While constructing the Northern-Muya Tunnel the scientists, designers and tunnel builders implemented, through consensus, many newly-developed engineering achievements: combining of horizontal and vertical dewatering wells at a depth of 300 m; application of chemical grouting in the tunnel face at a great length; putting into practice the pipe barrier method to overcome fracture zones.

Several original vehicular tunnels were built in Russia after 2000, in accordance with the plan for the development of southern Russia. The Matsesta tunnel (1.35 km) and the Red Glade Tunnel (2.45 km) were built in the immediate vicinity of Sochi, and two new tunnels between the city of Adler and Red Glade District were built to enhance the road network in this region.

The Winter Olympic Games in 2014 are stimulating the construction of a new railway branch which is 48 km long and runs parallel to the expressway from the Adler airport to the Red Glade downhill skiing sports complex. About a dozen of the most complicated railway and vehicular tunnels are to be built between 2009 and 2014 to cross this mountainous district. Such a rapid pace in tunneling and construction is unprecedented in the history of Russian tunnel engineering.

Exercises:

Find Russian equivalents to the following English word combinations

Estimated seismic activity, expressway lanes, fabrication method, fan shaped arrangement, fine-dispersed material, fracture zone, multi-cable-stayed system, ring road, rock debris material, Science-Production Association, single tower cable-stayed structure, state-of-art-technology, temperature swings, unobstructed passage.

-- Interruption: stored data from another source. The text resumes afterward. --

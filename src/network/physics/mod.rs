mod forces;
mod quadtree;

use std::f32::consts::PI;

use eframe::egui::{Vec2, vec2};

use super::graph::IndexedGraph;
use forces::{Jiggle, LinkSpring, apply_centering, apply_charge, apply_links};

const TICK_SECONDS: f32 = 1.0 / 60.0;
const MAX_TICKS_PER_STEP: usize = 4;
const INITIAL_RADIUS: f32 = 10.0;

/// Tuning shared by every simulation built for a view.
#[derive(Clone, Copy, Debug, PartialEq)]
pub struct SimulationParams {
    pub edge_strength: f32,
    pub charge_strength: f32,
    pub link_distance: f32,
    pub center: Vec2,
    pub center_strength: f32,
}

impl Default for SimulationParams {
    fn default() -> Self {
        Self {
            edge_strength: 1.0,
            charge_strength: -100.0,
            link_distance: 30.0,
            center: Vec2::ZERO,
            center_strength: 0.1,
        }
    }
}

/// The physics behind a network view, addressed by node index.
pub trait ForceSimulation {
    fn from_graph(graph: &IndexedGraph, params: SimulationParams) -> Self
    where
        Self: Sized;

    /// Advances by `dt` seconds and returns the node positions.
    fn step(&mut self, dt: f32) -> &[Vec2];

    fn positions(&self) -> &[Vec2];

    /// Fixes a node at `position` until [`ForceSimulation::unpin`].
    fn pin(&mut self, index: usize, position: Vec2);

    fn unpin(&mut self, index: usize);

    fn set_alpha_target(&mut self, target: f32);

    /// Resumes ticking after the simulation cooled down.
    fn restart(&mut self);

    fn is_settled(&self) -> bool;

    fn set_center(&mut self, center: Vec2);
}

/// Per-link pull: `edge_strength * (0.9 * importance * weight + 0.1)`.
pub fn link_strength(edge_strength: f32, importance: f64, weight: f64) -> f32 {
    edge_strength * (0.9 * (importance * weight) as f32 + 0.1)
}

/// Force-directed layout that cools down as `alpha` decays toward its target.
#[derive(Clone, Debug)]
pub struct ForceLayout {
    positions: Vec<Vec2>,
    velocities: Vec<Vec2>,
    pinned: Vec<Option<Vec2>>,
    springs: Vec<LinkSpring>,
    params: SimulationParams,
    alpha: f32,
    alpha_min: f32,
    alpha_decay: f32,
    alpha_target: f32,
    velocity_retention: f32,
    running: bool,
    accumulator: f32,
    jiggle: Jiggle,
}

impl ForceLayout {
    pub fn alpha(&self) -> f32 {
        self.alpha
    }

    /// Runs a single fixed tick regardless of the cooling state.
    pub fn tick(&mut self) {
        self.alpha += (self.alpha_target - self.alpha) * self.alpha_decay;

        apply_links(
            &self.springs,
            self.params.link_distance,
            self.alpha,
            &self.positions,
            &mut self.velocities,
            &mut self.jiggle,
        );
        apply_charge(
            self.params.charge_strength,
            self.alpha,
            &self.positions,
            &mut self.velocities,
            &mut self.jiggle,
        );
        apply_centering(
            self.params.center,
            self.params.center_strength,
            self.alpha,
            &self.positions,
            &mut self.velocities,
        );

        for ((position, velocity), pinned) in self
            .positions
            .iter_mut()
            .zip(self.velocities.iter_mut())
            .zip(&self.pinned)
        {
            if let Some(pin) = pinned {
                *position = *pin;
                *velocity = Vec2::ZERO;
                continue;
            }

            *velocity *= self.velocity_retention;
            if !velocity.x.is_finite() || !velocity.y.is_finite() {
                *velocity = Vec2::ZERO;
            }
            *position += *velocity;
        }
    }

    fn initial_positions(count: usize, center: Vec2) -> Vec<Vec2> {
        let angle_step = PI * (3.0 - 5.0_f32.sqrt());
        (0..count)
            .map(|index| {
                let radius = INITIAL_RADIUS * (0.5 + index as f32).sqrt();
                let angle = index as f32 * angle_step;
                center + vec2(angle.cos(), angle.sin()) * radius
            })
            .collect()
    }
}

impl ForceSimulation for ForceLayout {
    fn from_graph(graph: &IndexedGraph, params: SimulationParams) -> Self {
        let node_count = graph.node_count();

        let mut degree = vec![0usize; node_count];
        for &(source, target) in &graph.endpoints {
            degree[source] += 1;
            degree[target] += 1;
        }

        let springs = graph
            .endpoints
            .iter()
            .zip(&graph.graph.links)
            .map(|(&(source, target), link)| LinkSpring {
                source,
                target,
                strength: link_strength(params.edge_strength, link.importance, link.weight),
                bias: degree[source] as f32 / (degree[source] + degree[target]) as f32,
            })
            .collect();

        Self {
            positions: Self::initial_positions(node_count, params.center),
            velocities: vec![Vec2::ZERO; node_count],
            pinned: vec![None; node_count],
            springs,
            params,
            alpha: 1.0,
            alpha_min: 0.001,
            alpha_decay: 1.0 - 0.001_f32.powf(1.0 / 300.0),
            alpha_target: 0.0,
            velocity_retention: 0.6,
            running: node_count > 0,
            accumulator: 0.0,
            jiggle: Jiggle::new(node_count as u32 ^ 0x9e37_79b9),
        }
    }

    fn step(&mut self, dt: f32) -> &[Vec2] {
        if !self.running {
            return &self.positions;
        }

        let budget = TICK_SECONDS * MAX_TICKS_PER_STEP as f32;
        self.accumulator = (self.accumulator + dt.max(0.0)).min(budget);
        while self.accumulator >= TICK_SECONDS {
            self.accumulator -= TICK_SECONDS;
            self.tick();
            if self.alpha < self.alpha_min {
                self.running = false;
                self.accumulator = 0.0;
                break;
            }
        }

        &self.positions
    }

    fn positions(&self) -> &[Vec2] {
        &self.positions
    }

    fn pin(&mut self, index: usize, position: Vec2) {
        if let Some(pinned) = self.pinned.get_mut(index) {
            *pinned = Some(position);
            self.positions[index] = position;
        }
    }

    fn unpin(&mut self, index: usize) {
        if let Some(pinned) = self.pinned.get_mut(index) {
            *pinned = None;
        }
    }

    fn set_alpha_target(&mut self, target: f32) {
        self.alpha_target = target.max(0.0);
    }

    fn restart(&mut self) {
        self.running = !self.positions.is_empty();
    }

    fn is_settled(&self) -> bool {
        !self.running
    }

    fn set_center(&mut self, center: Vec2) {
        self.params.center = center;
    }
}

Answer the following questions

1. What span length is considered to be a record length for the single tower cable-stayed structures in Russia?

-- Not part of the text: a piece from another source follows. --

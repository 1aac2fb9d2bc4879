mod controls;
mod entries;
mod panels;
mod tags;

2. What technological advance is associated with the Sourgut Bridge construction?

3. Why is the road bridge over the Irtysh River, considered to be a unique structure in the city of Khanty-Mansyisk?

4. How does the new cable-stayed road bridge in St Petersburg differ from the rest bridges over the Neva River?

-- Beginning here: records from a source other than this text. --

//! Property tests for the keyword graph and its label selection.
//!
//! Verifies:
//! 1. links are canonical (`source < target`) and unique
//! 2. kept links follow the asymmetric weight formula and the strict threshold
//! 3. link importance is `min/max` of the endpoint frequencies, in (0, 1]
//! 4. nodes are exactly the keywords meeting the minimum frequency
//! 5. relative importance is finite and non-negative
//! 6. identical inputs give identical graphs
//! 7. labels never exceed the adapted count (plus the focused node)

use std::collections::{BTreeSet, HashMap};

use bibnet::bib::KeywordFrequencies;
use bibnet::network::{
    GraphThresholds, IndexedGraph, InteractionState, KeywordGraph, LabelDensity,
    compute_graph, compute_visual_state,
};
use proptest::prelude::*;

fn documents_strategy() -> impl Strategy<Value = Vec<Vec<String>>> {
    prop::collection::vec(prop::collection::btree_set(0usize..8, 0..6), 0..24).prop_map(
        |documents| {
            documents
                .into_iter()
                .map(|keywords| keywords.into_iter().map(|k| format!("k{k}")).collect())
                .collect()
        },
    )
}

fn frequencies(documents: &[Vec<String>]) -> KeywordFrequencies {
    let mut frequencies = KeywordFrequencies::new();
    for keywords in documents {
        for keyword in keywords {
            *frequencies.entry(keyword.clone()).or_insert(0) += 1;
        }
    }
    frequencies
}

fn co_occurrence(documents: &[Vec<String>], a: &str, b: &str) -> usize {
    documents
        .iter()
        .filter(|keywords| keywords.iter().any(|k| k == a) && keywords.iter().any(|k| k == b))
        .count()
}

fn build(
    documents: &[Vec<String>],
    min_keyword_frequency: usize,
    min_edge_weight: f64,
) -> KeywordGraph {
    compute_graph(
        documents.iter().map(Vec::as_slice),
        &frequencies(documents),
        GraphThresholds {
            min_keyword_frequency,
            min_edge_weight,
        },
    )
}

proptest! {
    #[test]
    fn links_are_canonical_and_unique(
        documents in documents_strategy(),
        min_edge_weight in 0.0f64..1.0,
    ) {
        let graph = build(&documents, 1, min_edge_weight);
        let mut seen = BTreeSet::new();
        for link in &graph.links {
            prop_assert!(link.source < link.target, "{} !< {}", link.source, link.target);
            prop_assert!(seen.insert((link.source.clone(), link.target.clone())));
        }
    }

    #[test]
    fn weights_follow_source_frequency(
        documents in documents_strategy(),
        min_keyword_frequency in 1usize..4,
        min_edge_weight in 0.0f64..1.0,
    ) {
        let table = frequencies(&documents);
        let graph = build(&documents, min_keyword_frequency, min_edge_weight);
        let kept = graph
            .links
            .iter()
            .map(|link| ((link.source.as_str(), link.target.as_str()), link.weight))
            .collect::<HashMap<_, _>>();

        for (a_index, a) in graph.nodes.iter().enumerate() {
            for b in &graph.nodes[a_index + 1..] {
                let expected = co_occurrence(&documents, &a.id, &b.id) as f64 / table[&a.id] as f64;
                match kept.get(&(a.id.as_str(), b.id.as_str())) {
                    Some(weight) => {
                        prop_assert!(*weight > min_edge_weight);
                        prop_assert!((weight - expected).abs() < 1e-12);
                        prop_assert!(*weight <= 1.0);
                    }
                    None => prop_assert!(expected <= min_edge_weight),
                }
            }
        }
    }

    #[test]
    fn importance_is_frequency_ratio(
        documents in documents_strategy(),
        min_edge_weight in 0.0f64..1.0,
    ) {
        let table = frequencies(&documents);
        let graph = build(&documents, 1, min_edge_weight);
        for link in &graph.links {
            let (fa, fb) = (table[&link.source] as f64, table[&link.target] as f64);
            prop_assert!(link.importance > 0.0 && link.importance <= 1.0);
            prop_assert!((link.importance - fa.min(fb) / fa.max(fb)).abs() < 1e-12);
        }
    }

    #[test]
    fn nodes_meet_minimum_frequency(
        documents in documents_strategy(),
        min_keyword_frequency in 0usize..6,
    ) {
        let table = frequencies(&documents);
        let graph = build(&documents, min_keyword_frequency, 0.7);
        let expected = table
            .iter()
            .filter(|&(_, &frequency)| frequency >= min_keyword_frequency.max(1))
            .map(|(keyword, _)| keyword.as_str())
            .collect::<Vec<_>>();
        let ids = graph.nodes.iter().map(|node| node.id.as_str()).collect::<Vec<_>>();
        prop_assert_eq!(ids, expected);
        for link in &graph.links {
            prop_assert!(table[&link.source] >= min_keyword_frequency);
            prop_assert!(table[&link.target] >= min_keyword_frequency);
        }
    }

    #[test]
    fn relative_importance_is_finite(
        documents in documents_strategy(),
        min_edge_weight in 0.0f64..1.0,
    ) {
        let graph = build(&documents, 1, min_edge_weight);
        for node in &graph.nodes {
            prop_assert!(node.relative_importance.is_finite());
            prop_assert!(node.relative_importance >= 0.0);
            prop_assert!(node.relative_importance <= 1.0 + 1e-12);
        }
    }

    #[test]
    fn identical_inputs_give_identical_graphs(
        documents in documents_strategy(),
        min_edge_weight in 0.0f64..1.0,
    ) {
        prop_assert_eq!(
            build(&documents, 1, min_edge_weight),
            build(&documents, 1, min_edge_weight)
        );
    }

    #[test]
    fn labels_stay_within_adapted_count(
        documents in documents_strategy(),
        min_edge_weight in 0.0f64..1.0,
        base_labels in 0usize..8,
        focus in prop::option::of(0usize..8),
    ) {
        let graph = IndexedGraph::new(build(&documents, 1, min_edge_weight));
        let density = LabelDensity { base_labels, min_ratio: 0.2 };
        let interaction = InteractionState {
            hovered_node: focus,
            ..InteractionState::default()
        };

        let instructions = compute_visual_state(&graph, &interaction, &density);
        let visible = instructions.visible_node_count();
        let bound = density.adapted_count(visible, graph.node_count())
            + usize::from(focus.is_some_and(|index| index < graph.node_count()));
        prop_assert!(instructions.labeled_nodes().count() <= bound);
        prop_assert_eq!(instructions.draw_order.len(), graph.node_count());
    }
}

#[test]
fn zero_documents_give_empty_graph() {
    let graph = build(&[], 1, 0.7);
    assert!(graph.is_empty());
    assert!(graph.links.is_empty());
}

5. Why does the Silvery Pine Forest Bridge prove to be an engineering achievement and a tourist attraction simultaneously?

6. Which of the two spans (the cable-stayed bridge in Vladivostok or the Akashi Kaikyo suspension structure in Japan) is longer?

7. Why has the Baikal-Amur Trunk Line greatly influenced Russian tunnel engineering?

8. Why are the tunnellers so proud of having constructed the Northern Muya Tunnel?

9. What challengers did they face while tunneling?

10. What newly-developed construction methods did they use?

11. What is the influence of the forthcoming Winter Olympic Games on the Russian transport system?